BBC News reports 30th April 2018: Paramedics to replace north Wales’ GP home visits

The difference in training time, costs, and then in risk in the two professions is reflected in undercapacity in diagnostic doctors. How did manpower planning get it so wrong? What planning is there for either litigation because of missed diagnoses, or for extra work in the local hospitals as the paramedics fail to reduce attendance? This is an experiment forced upon a government by the rationing of places and the poor manpower planning over decades and successive administrations. Graduate entry to medical school would help – in 10 year’s time.

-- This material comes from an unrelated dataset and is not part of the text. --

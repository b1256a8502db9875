//! HTTP handlers for identity-service.

pub mod auth;
pub mod health;
pub mod metrics;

We have 10 years of undercapacity of doctors in primary care, and in hospitals, particularly A&E, ahead of us. What better advertisement for private GPs to start in N Wales, and what a shame that Aneurin Bevan’s dream of an equal health mutual should be threatened this way.

Blaming the : Doctor shortage ‘fault of immigration rules’ does not fool observers of the 4 health services over a lifetime. Since 9 out of 11 applicants have been rejected, for decades, this is the real reason there is a shortage of doctors.

BBC news:

Traditional GP home visits could soon be performed by rapid response paramedics in a bid to reduce hospital admissions in north Wales.

A team of advanced practice paramedics would be available 24 hours a day 365 days a year.

It is one idea proposed by Betsi Cadwaladr health board (BCUHB) in a bid to transform primary care services.

The Welsh Ambulance Service said paramedics would complement – not replace – some GP practices.

It is hoped it will help stop people ending up in A&E.

A report by BCUHB assistant area director for primary care Wyn Thomas said the scheme would “address the immediate health needs of patients that, if not seen promptly, will end up being an unscheduled care hospital admission”.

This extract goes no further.